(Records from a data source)

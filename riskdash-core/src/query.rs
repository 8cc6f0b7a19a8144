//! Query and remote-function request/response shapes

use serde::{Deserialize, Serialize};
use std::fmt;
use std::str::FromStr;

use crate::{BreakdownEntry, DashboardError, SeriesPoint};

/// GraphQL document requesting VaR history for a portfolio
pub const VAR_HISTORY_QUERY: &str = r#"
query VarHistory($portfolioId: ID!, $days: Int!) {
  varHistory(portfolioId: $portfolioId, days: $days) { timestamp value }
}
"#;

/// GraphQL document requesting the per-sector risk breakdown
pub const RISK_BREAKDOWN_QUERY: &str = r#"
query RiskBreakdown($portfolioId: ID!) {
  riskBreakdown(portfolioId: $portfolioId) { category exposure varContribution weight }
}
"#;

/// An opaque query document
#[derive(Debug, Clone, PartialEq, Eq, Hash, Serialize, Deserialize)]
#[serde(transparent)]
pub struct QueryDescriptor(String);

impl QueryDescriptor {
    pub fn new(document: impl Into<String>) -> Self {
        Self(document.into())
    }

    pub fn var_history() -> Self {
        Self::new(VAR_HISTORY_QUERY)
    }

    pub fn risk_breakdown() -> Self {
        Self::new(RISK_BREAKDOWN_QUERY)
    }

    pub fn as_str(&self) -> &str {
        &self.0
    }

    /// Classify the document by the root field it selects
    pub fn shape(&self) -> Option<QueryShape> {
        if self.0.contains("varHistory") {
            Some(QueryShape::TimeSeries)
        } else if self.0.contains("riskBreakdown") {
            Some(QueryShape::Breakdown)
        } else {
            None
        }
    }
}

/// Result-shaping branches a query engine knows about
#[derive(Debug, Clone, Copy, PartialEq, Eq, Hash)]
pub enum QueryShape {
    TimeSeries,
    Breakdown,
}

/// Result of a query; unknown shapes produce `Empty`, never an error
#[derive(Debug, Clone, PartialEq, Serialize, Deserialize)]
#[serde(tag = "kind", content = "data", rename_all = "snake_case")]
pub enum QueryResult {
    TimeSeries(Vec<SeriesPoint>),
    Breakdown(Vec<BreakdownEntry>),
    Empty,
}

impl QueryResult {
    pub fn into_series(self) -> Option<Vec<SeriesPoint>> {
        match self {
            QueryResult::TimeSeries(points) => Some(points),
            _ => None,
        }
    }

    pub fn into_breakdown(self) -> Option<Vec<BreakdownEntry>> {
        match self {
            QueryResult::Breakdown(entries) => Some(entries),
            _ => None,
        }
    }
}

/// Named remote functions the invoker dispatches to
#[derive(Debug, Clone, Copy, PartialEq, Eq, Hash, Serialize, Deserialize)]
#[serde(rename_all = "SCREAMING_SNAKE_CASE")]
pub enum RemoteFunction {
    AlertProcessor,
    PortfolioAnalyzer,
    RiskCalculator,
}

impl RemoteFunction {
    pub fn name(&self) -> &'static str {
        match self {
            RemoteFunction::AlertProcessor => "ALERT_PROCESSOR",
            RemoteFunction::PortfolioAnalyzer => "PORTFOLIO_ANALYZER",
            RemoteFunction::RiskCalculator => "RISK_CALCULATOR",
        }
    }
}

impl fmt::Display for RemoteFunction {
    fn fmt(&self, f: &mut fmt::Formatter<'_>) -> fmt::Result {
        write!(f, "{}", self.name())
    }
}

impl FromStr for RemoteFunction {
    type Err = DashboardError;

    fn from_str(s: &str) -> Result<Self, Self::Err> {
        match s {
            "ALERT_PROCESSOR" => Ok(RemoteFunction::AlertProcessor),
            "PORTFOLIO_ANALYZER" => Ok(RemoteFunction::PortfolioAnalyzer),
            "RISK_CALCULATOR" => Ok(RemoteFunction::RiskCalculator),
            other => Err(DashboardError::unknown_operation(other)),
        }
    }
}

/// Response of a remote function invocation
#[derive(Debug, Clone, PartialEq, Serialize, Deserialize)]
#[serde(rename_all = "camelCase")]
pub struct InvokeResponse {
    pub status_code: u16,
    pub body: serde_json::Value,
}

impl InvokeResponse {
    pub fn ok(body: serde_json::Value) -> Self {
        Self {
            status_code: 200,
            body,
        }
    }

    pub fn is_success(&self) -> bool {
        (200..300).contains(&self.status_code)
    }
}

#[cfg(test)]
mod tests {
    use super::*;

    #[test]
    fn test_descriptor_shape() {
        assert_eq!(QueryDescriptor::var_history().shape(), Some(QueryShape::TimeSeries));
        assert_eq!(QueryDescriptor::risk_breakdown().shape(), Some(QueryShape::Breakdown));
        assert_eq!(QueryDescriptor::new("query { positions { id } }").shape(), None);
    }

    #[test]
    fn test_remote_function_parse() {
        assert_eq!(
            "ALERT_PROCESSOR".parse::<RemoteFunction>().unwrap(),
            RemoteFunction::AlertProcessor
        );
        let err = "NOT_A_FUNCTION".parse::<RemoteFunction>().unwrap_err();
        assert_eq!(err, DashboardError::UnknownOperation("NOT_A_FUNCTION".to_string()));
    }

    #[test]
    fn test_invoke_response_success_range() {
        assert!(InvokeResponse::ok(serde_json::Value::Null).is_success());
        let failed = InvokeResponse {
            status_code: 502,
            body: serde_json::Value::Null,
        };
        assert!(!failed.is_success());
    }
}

EXERCISE: For this exercise, give every entry again exactly as it appears.

SOLUTION BELOW:
filename riskdash-core/src/query.rs
repository 8cc6f0b7a19a8144
//! Query and remote-function request/response shapes

use serde::{Deserialize, Serialize};
use std::fmt;
use std::str::FromStr;

use crate::{BreakdownEntry, DashboardError, SeriesPoint};

/// GraphQL document requesting VaR history for a portfolio
pub const VAR_HISTORY_QUERY: &str = r#"
query VarHistory($portfolioId: ID!, $days: Int!) {
  varHistory(portfolioId: $portfolioId, days: $days) { timestamp value }
}
"#;

/// GraphQL document requesting the per-sector risk breakdown
pub const RISK_BREAKDOWN_QUERY: &str = r#"
query RiskBreakdown($portfolioId: ID!) {
  riskBreakdown(portfolioId: $portfolioId) { category exposure varContribution weight }
}
"#;

/// An opaque query document
#[derive(Debug, Clone, PartialEq, Eq, Hash, Serialize, Deserialize)]
#[serde(transparent)]
pub struct QueryDescriptor(String);

impl QueryDescriptor {
    pub fn new(document: impl Into<String>) -> Self {
        Self(document.into())
    }

    pub fn var_history() -> Self {
        Self::new(VAR_HISTORY_QUERY)
    }

    pub fn risk_breakdown() -> Self {
        Self::new(RISK_BREAKDOWN_QUERY)
    }

    pub fn as_str(&self) -> &str {
        &self.0
    }

    /// Classify the document by the root field it selects
    pub fn shape(&self) -> Option<QueryShape> {
        if self.0.contains("varHistory") {
            Some(QueryShape::TimeSeries)
        } else if self.0.contains("riskBreakdown") {
            Some(QueryShape::Breakdown)
        } else {
            None
        }
    }
}

/// Result-shaping branches a query engine knows about
#[derive(Debug, Clone, Copy, PartialEq, Eq, Hash)]
pub enum QueryShape {
    TimeSeries,
    Breakdown,
}

/// Result of a query; unknown shapes produce `Empty`, never an error
#[derive(Debug, Clone, PartialEq, Serialize, Deserialize)]
#[serde(tag = "kind", content = "data", rename_all = "snake_case")]
pub enum QueryResult {
    TimeSeries(Vec<SeriesPoint>),
    Breakdown(Vec<BreakdownEntry>),
    Empty,
}

impl QueryResult {
    pub fn into_series(self) -> Option<Vec<SeriesPoint>> {
        match self {
            QueryResult::TimeSeries(points) => Some(points),
            _ => None,
        }
    }

    pub fn into_breakdown(self) -> Option<Vec<BreakdownEntry>> {
        match self {
            QueryResult::Breakdown(entries) => Some(entries),
            _ => None,
        }
    }
}

/// Named remote functions the invoker dispatches to
#[derive(Debug, Clone, Copy, PartialEq, Eq, Hash, Serialize, Deserialize)]
#[serde(rename_all = "SCREAMING_SNAKE_CASE")]
pub enum RemoteFunction {
    AlertProcessor,
    PortfolioAnalyzer,
    RiskCalculator,
}

impl RemoteFunction {
    pub fn name(&self) -> &'static str {
        match self {
            RemoteFunction::AlertProcessor => "ALERT_PROCESSOR",
            RemoteFunction::PortfolioAnalyzer => "PORTFOLIO_ANALYZER",
            RemoteFunction::RiskCalculator => "RISK_CALCULATOR",
        }
    }
}

impl fmt::Display for RemoteFunction {
    fn fmt(&self, f: &mut fmt::Formatter<'_>) -> fmt::Result {
        write!(f, "{}", self.name())
    }
}

impl FromStr for RemoteFunction {
    type Err = DashboardError;

    fn from_str(s: &str) -> Result<Self, Self::Err> {
        match s {
            "ALERT_PROCESSOR" => Ok(RemoteFunction::AlertProcessor),
            "PORTFOLIO_ANALYZER" => Ok(RemoteFunction::PortfolioAnalyzer),
            "RISK_CALCULATOR" => Ok(RemoteFunction::RiskCalculator),
            other => Err(DashboardError::unknown_operation(other)),
        }
    }
}

/// Response of a remote function invocation
#[derive(Debug, Clone, PartialEq, Serialize, Deserialize)]
#[serde(rename_all = "camelCase")]
pub struct InvokeResponse {
    pub status_code: u16,
    pub body: serde_json::Value,
}

impl InvokeResponse {
    pub fn ok(body: serde_json::Value) -> Self {
        Self {
            status_code: 200,
            body,
        }
    }

    pub fn is_success(&self) -> bool {
        (200..300).contains(&self.status_code)
    }
}

#[cfg(test)]
mod tests {
    use super::*;

    #[test]
    fn test_descriptor_shape() {
        assert_eq!(QueryDescriptor::var_history().shape(), Some(QueryShape::TimeSeries));
        assert_eq!(QueryDescriptor::risk_breakdown().shape(), Some(QueryShape::Breakdown));
        assert_eq!(QueryDescriptor::new("query { positions { id } }").shape(), None);
    }

    #[test]
    fn test_remote_function_parse() {
        assert_eq!(
            "ALERT_PROCESSOR".parse::<RemoteFunction>().unwrap(),
            RemoteFunction::AlertProcessor
        );
        let err = "NOT_A_FUNCTION".parse::<RemoteFunction>().unwrap_err();
        assert_eq!(err, DashboardError::UnknownOperation("NOT_A_FUNCTION".to_string()));
    }

    #[test]
    fn test_invoke_response_success_range() {
        assert!(InvokeResponse::ok(serde_json::Value::Null).is_success());
        let failed = InvokeResponse {
            status_code: 502,
            body: serde_json::Value::Null,
        };
        assert!(!failed.is_success());
    }
}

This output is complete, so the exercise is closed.